Biochemical and structural characterisation of the N/C nodes. (A) GST or GST-p53 proteins N and dN, spanning residues 1–100 and 1–63, respectively, were immobilised on glutathione–Sepharose and incubated with the His-tagged C-terminal fragment 323 (left panel) or oligomerisation-defective C-terminal mutant KEEK (right panel). N-terminus-bound fractions were analysed by Western blot using PAb421 antibody, and after C-terminal fragments were detected with this antibody, the membrane was stripped and re-blotted using anti-GST antibody to visualise GST and GST-fusion p53 proteins (lower panels). (B) His-tagged N-terminal and FLAG-tagged C-terminal fragments of p53 (1–186 and 187–393, respectively) were coexpressed in p53-negative HCT116 cells and their binding in vivo was analysed using co-immunoprecipitations. The panels on the left show the presence of the expressed p53 fragments in total cell lysates. The C-terminal p53 fragment was found to interact with the N-terminal fragment, as it co-immunoprecipitated with the anti-N-terminal antibody DO1 (IP with DO1; upper right panel) and, accordingly, the N-terminus was co-immunoprecipitated with the C-terminal fragment (IP with FLAG; lower right panel). The immunoprecipitates were identified by Western blotting using PAb122 (upper right panel) or DO1 (lower right panel) antibodies. (C) Complexes of p53 and PAb421 (anti-C-terminus) were studied by cryoEM and single particle analysis. Particles of antibody alone (i1), p53 in complex with one antibody (ii1) and p53 in complex with two antibodies (iii1) were selected into separate groups for statistical analysis.
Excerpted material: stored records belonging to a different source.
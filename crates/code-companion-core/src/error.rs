//! Error kinds surfaced by the extraction, codec, and query pipelines.

use std::path::PathBuf;
use std::time::Duration;

use thiserror::Error;

#[derive(Debug, Error)]
pub enum CompanionError {
    /// A source file could not be read or did not parse.
    #[error("failed to parse {}: {message}", path.display())]
    Parse { path: PathBuf, message: String },

    /// A header line carried a known prefix but an unusable value.
    ///
    /// The decoder never returns this to callers; it degrades the line to
    /// body text instead.
    #[error("malformed header line {line:?}: {reason}")]
    EncodingInconsistency { line: String, reason: String },

    /// The external store rejected an `add` or `search` call.
    #[error("storage {operation} failed for {target}: {source}")]
    Storage {
        operation: &'static str,
        target: String,
        #[source]
        source: anyhow::Error,
    },

    #[error("{operation} cancelled")]
    Cancelled { operation: &'static str },

    #[error("{operation} timed out after {}s", after.as_secs_f64())]
    Timeout {
        operation: &'static str,
        after: Duration,
    },
}

impl CompanionError {
    pub fn parse(path: impl Into<PathBuf>, message: impl std::fmt::Display) -> Self {
        Self::Parse {
            path: path.into(),
            message: message.to_string(),
        }
    }

    pub fn storage(
        operation: &'static str,
        target: impl Into<String>,
        source: anyhow::Error,
    ) -> Self {
        Self::Storage {
            operation,
            target: target.into(),
            source,
        }
    }
}
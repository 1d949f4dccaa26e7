//! Text generation through a local Ollama instance.
//!
//! The query pipeline hands the assembled prompt to a [`Generator`] and
//! prints whatever comes back. [`OllamaGenerator`] uses the non-streaming
//! `/api/generate` endpoint, so the whole answer arrives in one response.

use anyhow::{anyhow, bail, Context, Result};
use async_trait::async_trait;
use serde::{Deserialize, Serialize};
use std::time::Duration;

use crate::config::LlmConfig;

#[async_trait]
pub trait Generator: Send + Sync {
    async fn generate(&self, system_prompt: &str, user_prompt: &str) -> Result<String>;
}

#[derive(Serialize)]
struct GenerateOptions {
    temperature: f64,
    num_predict: u32,
}

#[derive(Serialize)]
struct GenerateReq<'a> {
    model: &'a str,
    prompt: String,
    stream: bool,
    options: GenerateOptions,
}

#[derive(Deserialize, Debug)]
struct GenerateResp {
    response: Option<String>,
    error: Option<String>,
}

pub struct OllamaGenerator {
    url: String,
    model: String,
    temperature: f64,
    num_predict: u32,
    client: reqwest::Client,
}

impl OllamaGenerator {
    pub fn new(config: &LlmConfig) -> Result<Self> {
        let client = reqwest::Client::builder()
            .timeout(Duration::from_secs(config.timeout_secs))
            .build()?;

        Ok(Self {
            url: config.url.trim_end_matches('/').to_string(),
            model: config.model.clone(),
            temperature: config.temperature,
            num_predict: config.num_predict,
            client,
        })
    }

    pub fn model(&self) -> &str {
        &self.model
    }

    /// Fail early if the configured model has not been pulled.
    pub async fn check_model(&self) -> Result<()> {
        let response = self
            .client
            .post(format!("{}/api/show", self.url))
            .json(&serde_json::json!({ "model": self.model }))
            .send()
            .await
            .with_context(|| format!("Ollama is not reachable at {}", self.url))?;

        let status = response.status();
        if status == reqwest::StatusCode::NOT_FOUND {
            bail!(
                "Model '{}' is not available in Ollama. Run: ollama pull {}",
                self.model,
                self.model
            );
        }
        if !status.is_success() {
            let body_text = response.text().await.unwrap_or_default();
            bail!("Ollama API error {}: {}", status, body_text);
        }
        Ok(())
    }
}

#[async_trait]
impl Generator for OllamaGenerator {
    async fn generate(&self, system_prompt: &str, user_prompt: &str) -> Result<String> {
        let body = GenerateReq {
            model: &self.model,
            prompt: compose_prompt(system_prompt, user_prompt),
            stream: false,
            options: GenerateOptions {
                temperature: self.temperature,
                num_predict: self.num_predict,
            },
        };

        tracing::info!(
            model = %self.model,
            prompt_chars = body.prompt.len(),
            "sending generation request"
        );

        let response = self
            .client
            .post(format!("{}/api/generate", self.url))
            .json(&body)
            .send()
            .await
            .with_context(|| {
                format!(
                    "Ollama connection error (is Ollama running at {}?)",
                    self.url
                )
            })?;

        let status = response.status();
        if !status.is_success() {
            let body_text = response.text().await.unwrap_or_default();
            bail!("Ollama API error {}: {}", status, body_text);
        }

        let parsed: GenerateResp = response.json().await?;
        parse_generate_response(parsed)
    }
}

fn compose_prompt(system_prompt: &str, user_prompt: &str) -> String {
    format!(
        "System: {}\n\nUser: {}\n\nAssistant:",
        system_prompt, user_prompt
    )
}

fn parse_generate_response(resp: GenerateResp) -> Result<String> {
    if let Some(err) = resp.error {
        bail!("Ollama generation failed: {}", err);
    }
    resp.response
        .ok_or_else(|| anyhow!("Invalid Ollama response: missing response field"))
}
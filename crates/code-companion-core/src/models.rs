//! Core data models shared by the indexing and query paths.

use serde::{Deserialize, Serialize};

/// One extracted function or method plus its provenance.
///
/// Line numbers are 1-based and inclusive. A value of `0` means "unknown";
/// the encoder omits the line-range header when both are `0`.
#[derive(Debug, Clone, PartialEq, Eq, Serialize, Deserialize)]
pub struct Snippet {
    pub id: String,
    pub file_path: String,
    pub language: String,
    /// Declared name; empty for anonymous functions.
    pub function_name: String,
    /// Exact source bytes of the declaration, never reformatted.
    pub code: String,
    pub start_line: usize,
    pub end_line: usize,
    /// Leading documentation comment with markers stripped, trimmed.
    pub doc_string: String,
}

impl Snippet {
    /// Builds the deterministic id for a snippet starting at `start_line`
    /// of `file_path`. Re-indexing the same file yields the same ids.
    pub fn make_id(file_path: &str, start_line: usize) -> String {
        format!("{}:{}", file_path, start_line)
    }
}

/// A retrieved document and its relevance distance (lower is closer).
#[derive(Debug, Clone, PartialEq, Serialize)]
pub struct SearchResult {
    pub text: String,
    pub distance: f64,
}

impl SearchResult {
    pub fn new(text: impl Into<String>, distance: f64) -> Self {
        Self {
            text: text.into(),
            distance,
        }
    }
}

#[cfg(test)]
mod tests {
    use super::*;

    #[test]
    fn test_id_distinguishes_start_lines() {
        let a = Snippet::make_id("pkg/scene.go", 3);
        let b = Snippet::make_id("pkg/scene.go", 10);
        assert_eq!(a, "pkg/scene.go:3");
        assert_ne!(a, b);
    }

    #[test]
    fn test_id_is_stable() {
        assert_eq!(
            Snippet::make_id("/abs/main.go", 42),
            Snippet::make_id("/abs/main.go", 42)
        );
    }
}
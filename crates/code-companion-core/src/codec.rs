//! Self-describing snippet encoding.
//!
//! The vector store only reliably returns the stored text, so every snippet
//! carries its own metadata as a small header block in front of the code.
//!
//! # Format
//!
//! ```text
//! // file: internal/scene/loader.go
//! // function: LoadScene
//! // lines: 10-15
//! /* doc: LoadScene reads a scene definition from disk. */
//! func LoadScene(path string) (*Scene, error) {
//!     ...
//! }
//! ```
//!
//! Header lines appear in that fixed order, one field per line. Only the file
//! line is mandatory; the others are omitted when the field is empty. The code
//! follows the last header line byte-for-byte.
//!
//! # Decoding
//!
//! [`decode`] consumes header lines from the top and stops at the first line
//! that is not a well-formed header. That line and everything after it is the
//! body, returned as an exact slice of the input. A line with a known prefix
//! but an unusable value (say `// lines: ten-fifteen`) stops the scan and is
//! kept in the body.
//!
//! The boundary rule means a body whose first line is itself a valid header
//! line gets misread as metadata. Every marker lives in the `// ` comment
//! space, and new field markers must go there too so older decoders stop
//! cleanly at them.
//!
//! # Example
//!
//! ```rust
//! use code_companion_core::codec::{decode, encode};
//! use code_companion_core::models::Snippet;
//!
//! let snippet = Snippet {
//!     id: "main.go:3".to_string(),
//!     file_path: "main.go".to_string(),
//!     language: "go".to_string(),
//!     function_name: "main".to_string(),
//!     code: "func main() {}".to_string(),
//!     start_line: 3,
//!     end_line: 3,
//!     doc_string: String::new(),
//! };
//! let decoded = decode(&encode(&snippet));
//! assert_eq!(decoded.body, snippet.code);
//! assert_eq!(decoded.function_name, "main");
//! ```

use serde::Serialize;

use crate::error::CompanionError;
use crate::models::Snippet;

pub const FILE_PREFIX: &str = "// file: ";
pub const FUNCTION_PREFIX: &str = "// function: ";
pub const LINES_PREFIX: &str = "// lines: ";
pub const DOC_PREFIX: &str = "/* doc: ";
pub const DOC_SUFFIX: &str = " */";

/// Fields recovered from stored text.
///
/// Fields missing from the header decode to an empty string or `0`.
#[derive(Debug, Clone, Default, PartialEq, Eq, Serialize)]
pub struct DecodedSnippet {
    pub file_path: String,
    pub function_name: String,
    pub start_line: usize,
    pub end_line: usize,
    pub doc_string: String,
    pub body: String,
    /// Number of header lines consumed before the body.
    pub header_lines: usize,
}

impl DecodedSnippet {
    /// True when any structured field was recovered from the header.
    pub fn has_metadata(&self) -> bool {
        !self.file_path.is_empty()
            || !self.function_name.is_empty()
            || self.has_line_range()
            || !self.doc_string.is_empty()
    }

    pub fn has_line_range(&self) -> bool {
        self.start_line > 0 || self.end_line > 0
    }
}

/// A single parsed header line.
#[derive(Debug, Clone, PartialEq, Eq)]
enum Header {
    File(String),
    Function(String),
    Lines(usize, usize),
    Doc(String),
}

/// Serialize a snippet into header + body text.
pub fn encode(snippet: &Snippet) -> String {
    let mut out = String::with_capacity(snippet.code.len() + 128);

    out.push_str(FILE_PREFIX);
    out.push_str(&single_line(&snippet.file_path));
    out.push('\n');

    if !snippet.function_name.is_empty() {
        out.push_str(FUNCTION_PREFIX);
        out.push_str(&single_line(&snippet.function_name));
        out.push('\n');
    }

    if snippet.start_line > 0 || snippet.end_line > 0 {
        out.push_str(&format!(
            "{}{}-{}\n",
            LINES_PREFIX, snippet.start_line, snippet.end_line
        ));
    }

    let doc = flatten_doc(&snippet.doc_string);
    if !doc.is_empty() {
        out.push_str(DOC_PREFIX);
        out.push_str(&doc);
        out.push_str(DOC_SUFFIX);
        out.push('\n');
    }

    out.push_str(&snippet.code);
    out
}

/// Recover structured fields and the exact body from stored text.
///
/// Never fails: text without a header decodes to an empty header and a body
/// equal to the whole input.
pub fn decode(text: &str) -> DecodedSnippet {
    let mut decoded = DecodedSnippet::default();
    let mut offset = 0;

    for raw_line in text.split_inclusive('\n') {
        // A header line always ends in a newline; a final unterminated line
        // is body even if it looks like a header.
        let Some(line) = raw_line.strip_suffix('\n') else {
            break;
        };
        let line = line.strip_suffix('\r').unwrap_or(line);

        match parse_header(line) {
            Ok(Some(header)) => {
                apply(&mut decoded, header);
                decoded.header_lines += 1;
                offset += raw_line.len();
            }
            Ok(None) => break,
            Err(err) => {
                tracing::debug!(error = %err, "treating malformed header line as body");
                break;
            }
        }
    }

    decoded.body = text[offset..].to_string();
    decoded
}

fn apply(decoded: &mut DecodedSnippet, header: Header) {
    match header {
        Header::File(path) => decoded.file_path = path,
        Header::Function(name) => decoded.function_name = name,
        Header::Lines(start, end) => {
            decoded.start_line = start;
            decoded.end_line = end;
        }
        Header::Doc(doc) => decoded.doc_string = doc,
    }
}

/// `Ok(None)` for a line without a header prefix, `Err` for a recognized
/// prefix with a value that cannot be read back.
fn parse_header(line: &str) -> Result<Option<Header>, CompanionError> {
    if let Some(rest) = line.strip_prefix(FILE_PREFIX) {
        return Ok(Some(Header::File(rest.to_string())));
    }

    // File and function values are taken verbatim so padded names survive.
    if let Some(rest) = line.strip_prefix(FUNCTION_PREFIX) {
        if rest.is_empty() {
            return Err(inconsistency(line, "empty function name"));
        }
        return Ok(Some(Header::Function(rest.to_string())));
    }

    if let Some(rest) = line.strip_prefix(LINES_PREFIX) {
        return parse_line_range(rest.trim())
            .map(|(start, end)| Some(Header::Lines(start, end)))
            .ok_or_else(|| inconsistency(line, "expected <start>-<end>"));
    }

    if let Some(rest) = line.strip_prefix(DOC_PREFIX) {
        let doc = rest
            .strip_suffix(DOC_SUFFIX)
            .ok_or_else(|| inconsistency(line, "unterminated doc comment"))?;
        return Ok(Some(Header::Doc(doc.trim().to_string())));
    }

    Ok(None)
}

fn parse_line_range(value: &str) -> Option<(usize, usize)> {
    let (start, end) = value.split_once('-')?;
    let start = start.trim().parse::<usize>().ok()?;
    let end = end.trim().parse::<usize>().ok()?;
    if start > end {
        return None;
    }
    Some((start, end))
}

fn inconsistency(line: &str, reason: &str) -> CompanionError {
    CompanionError::EncodingInconsistency {
        line: line.to_string(),
        reason: reason.to_string(),
    }
}

/// Collapse whitespace to single spaces and break any `*/` so the doc text
/// cannot close its own comment.
fn flatten_doc(doc: &str) -> String {
    doc.split_whitespace()
        .collect::<Vec<_>>()
        .join(" ")
        .replace("*/", "* /")
}

fn single_line(value: &str) -> String {
    value.replace(['\r', '\n'], " ")
}
//! # Code Companion CLI (`companion`)
//!
//! Indexes the functions of a local codebase into a vector store and answers
//! questions with a local LLM, using the most similar functions as examples.
//!
//! ## Usage
//!
//! ```bash
//! companion --config ./config/companion.toml <command>
//! ```
//!
//! ## Commands
//!
//! | Command | Description |
//! |---------|-------------|
//! | `companion index` | Extract functions from the configured roots and store them |
//! | `companion query "<question>"` | Retrieve examples, build a prompt, and generate an answer |
//! | `companion search "<question>"` | Retrieve examples only |
//!
//! ## Examples
//!
//! ```bash
//! # See what would be indexed without touching Chroma
//! companion index --dry-run
//!
//! # Index an extra checkout instead of the configured roots
//! companion index --root ../engine
//!
//! # Print the prompt that would be sent to the model
//! companion query "how do I load a scene?" --prompt-only
//! ```

use clap::{Parser, Subcommand};
use std::path::PathBuf;
use tracing_subscriber::EnvFilter;

use code_companion::{config, index, query};

/// Code Companion CLI: answers coding questions with examples from your own
/// codebase.
#[derive(Parser)]
#[command(
    name = "companion",
    about = "Code Companion: retrieval-augmented coding answers from your own codebase",
    version
)]
struct Cli {
    /// Path to configuration file (TOML).
    #[arg(long, global = true, default_value = "./config/companion.toml")]
    config: PathBuf,

    /// Log at debug level (overrides RUST_LOG).
    #[arg(long, short, global = true)]
    verbose: bool,

    #[command(subcommand)]
    command: Commands,
}

#[derive(Subcommand)]
enum Commands {
    /// Extract functions from the configured roots and store them.
    ///
    /// Files that fail to parse or store are reported and skipped.
    /// Re-running replaces existing snippets instead of duplicating them.
    Index {
        /// Extract and count snippets without writing to the store.
        #[arg(long)]
        dry_run: bool,

        /// Index this directory instead of the configured roots (repeatable).
        #[arg(long = "root")]
        roots: Vec<PathBuf>,
    },

    /// Retrieve examples, build a prompt, and generate an answer.
    Query {
        question: String,

        /// Number of examples to retrieve (defaults to `retrieval.examples`).
        #[arg(long)]
        limit: Option<usize>,

        /// Print the assembled prompt instead of calling the model.
        #[arg(long)]
        prompt_only: bool,
    },

    /// Retrieve examples for a question without generating an answer.
    Search {
        question: String,

        #[arg(long)]
        limit: Option<usize>,
    },
}

fn init_tracing(verbose: bool) {
    let filter = if verbose {
        EnvFilter::new("debug")
    } else {
        EnvFilter::try_from_default_env().unwrap_or_else(|_| EnvFilter::new("info"))
    };
    tracing_subscriber::fmt()
        .with_env_filter(filter)
        .with_writer(std::io::stderr)
        .init();
}

#[tokio::main]
async fn main() -> anyhow::Result<()> {
    let cli = Cli::parse();
    init_tracing(cli.verbose);

    let cfg = config::load_config(&cli.config)?;

    match cli.command {
        Commands::Index { dry_run, roots } => index::run_index(&cfg, &roots, dry_run).await,
        Commands::Query {
            question,
            limit,
            prompt_only,
        } => query::run_query(&cfg, &question, limit, prompt_only).await,
        Commands::Search { question, limit } => {
            query::run_search(&cfg, &question, limit).await
        }
    }
}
The subsets of images were aligned and those with the highest correlation were averaged (shown as i2, ii2 and iii2). To verify and interpret the resulting averages, p53 complexes with one or two antibodies were modelled (ii3 and iii3) and projections of those complexes were calculated (ii4 and iii4). i3 and i4 are the model and projection of the antibody molecule (PDB: 1igt). Bar is 150 Å.

Figure 6

Model of p53–DNA complex formation. Views of p53 bound to DNA on one side via one dimer (A, B) and on both sides with the whole p53 molecule involved in specific DNA binding (C). N and C represent positions of the N- and C-termini, respectively. (D) A schematic model for p53 re-adjustment during specific DNA binding. The semi-transparent spheres depict the p53 molecule bound to one half-site and the solid spheres represent re-adjusted p53 bound to both half-sites. The arrow indicates the general direction of the corresponding core node movement.